[Dataset entries]
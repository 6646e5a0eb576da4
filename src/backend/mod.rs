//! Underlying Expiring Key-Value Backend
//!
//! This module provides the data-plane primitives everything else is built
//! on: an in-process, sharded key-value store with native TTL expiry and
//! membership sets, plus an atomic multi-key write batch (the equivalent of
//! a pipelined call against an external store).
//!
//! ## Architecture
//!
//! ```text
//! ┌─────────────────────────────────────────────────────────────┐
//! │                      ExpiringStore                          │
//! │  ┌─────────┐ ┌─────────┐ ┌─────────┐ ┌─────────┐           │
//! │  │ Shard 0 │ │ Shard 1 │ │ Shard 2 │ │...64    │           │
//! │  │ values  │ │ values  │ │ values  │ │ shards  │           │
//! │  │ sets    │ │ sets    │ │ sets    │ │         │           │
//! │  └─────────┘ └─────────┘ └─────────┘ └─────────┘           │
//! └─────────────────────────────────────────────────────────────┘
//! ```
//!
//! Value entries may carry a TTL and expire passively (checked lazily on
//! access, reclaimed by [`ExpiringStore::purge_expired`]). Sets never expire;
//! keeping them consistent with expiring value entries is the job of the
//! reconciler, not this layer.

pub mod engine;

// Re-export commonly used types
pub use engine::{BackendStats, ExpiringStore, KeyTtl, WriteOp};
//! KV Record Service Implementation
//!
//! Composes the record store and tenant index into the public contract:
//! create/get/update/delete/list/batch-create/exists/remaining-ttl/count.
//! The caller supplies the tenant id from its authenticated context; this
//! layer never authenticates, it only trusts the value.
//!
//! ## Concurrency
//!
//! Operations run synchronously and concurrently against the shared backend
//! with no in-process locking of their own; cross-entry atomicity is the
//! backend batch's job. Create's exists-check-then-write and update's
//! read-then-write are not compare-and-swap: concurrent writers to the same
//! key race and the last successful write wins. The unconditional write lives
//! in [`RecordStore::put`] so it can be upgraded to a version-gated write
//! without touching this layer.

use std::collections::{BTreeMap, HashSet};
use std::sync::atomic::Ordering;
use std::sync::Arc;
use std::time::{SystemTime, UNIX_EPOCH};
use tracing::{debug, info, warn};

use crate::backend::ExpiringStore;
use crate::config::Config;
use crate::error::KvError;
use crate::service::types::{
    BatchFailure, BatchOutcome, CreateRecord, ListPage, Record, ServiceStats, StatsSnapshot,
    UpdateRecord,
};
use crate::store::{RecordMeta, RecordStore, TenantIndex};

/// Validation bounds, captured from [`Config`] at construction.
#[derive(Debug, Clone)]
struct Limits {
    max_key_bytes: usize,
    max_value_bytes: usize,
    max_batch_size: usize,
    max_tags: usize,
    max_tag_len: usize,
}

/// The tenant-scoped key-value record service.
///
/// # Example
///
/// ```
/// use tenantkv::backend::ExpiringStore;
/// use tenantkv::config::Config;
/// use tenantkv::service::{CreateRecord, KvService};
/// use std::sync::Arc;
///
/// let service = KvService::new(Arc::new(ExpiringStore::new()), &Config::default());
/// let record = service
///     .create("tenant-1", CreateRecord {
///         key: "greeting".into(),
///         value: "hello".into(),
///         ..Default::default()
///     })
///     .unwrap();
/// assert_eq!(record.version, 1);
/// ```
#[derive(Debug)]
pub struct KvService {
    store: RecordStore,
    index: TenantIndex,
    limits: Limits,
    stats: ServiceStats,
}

* **WHAT THE EXERCISE ASKS**
Keeping every character as it is, restate the lines above that run from the line with "Validation bounds, captured" through the line with "#[derive(Debug)]", both included, and nothing else.

* **EXERCISE OUTPUT**
/// Validation bounds, captured from [`Config`] at construction.
#[derive(Debug, Clone)]
struct Limits {
    max_key_bytes: usize,
    max_value_bytes: usize,
    max_batch_size: usize,
    max_tags: usize,
    max_tag_len: usize,
}

/// The tenant-scoped key-value record service.
///
/// # Example
///
/// ```
/// use tenantkv::backend::ExpiringStore;
/// use tenantkv::config::Config;
/// use tenantkv::service::{CreateRecord, KvService};
/// use std::sync::Arc;
///
/// let service = KvService::new(Arc::new(ExpiringStore::new()), &Config::default());
/// let record = service
///     .create("tenant-1", CreateRecord {
///         key: "greeting".into(),
///         value: "hello".into(),
///         ..Default::default()
///     })
///     .unwrap();
/// assert_eq!(record.version, 1);
/// ```
#[derive(Debug)]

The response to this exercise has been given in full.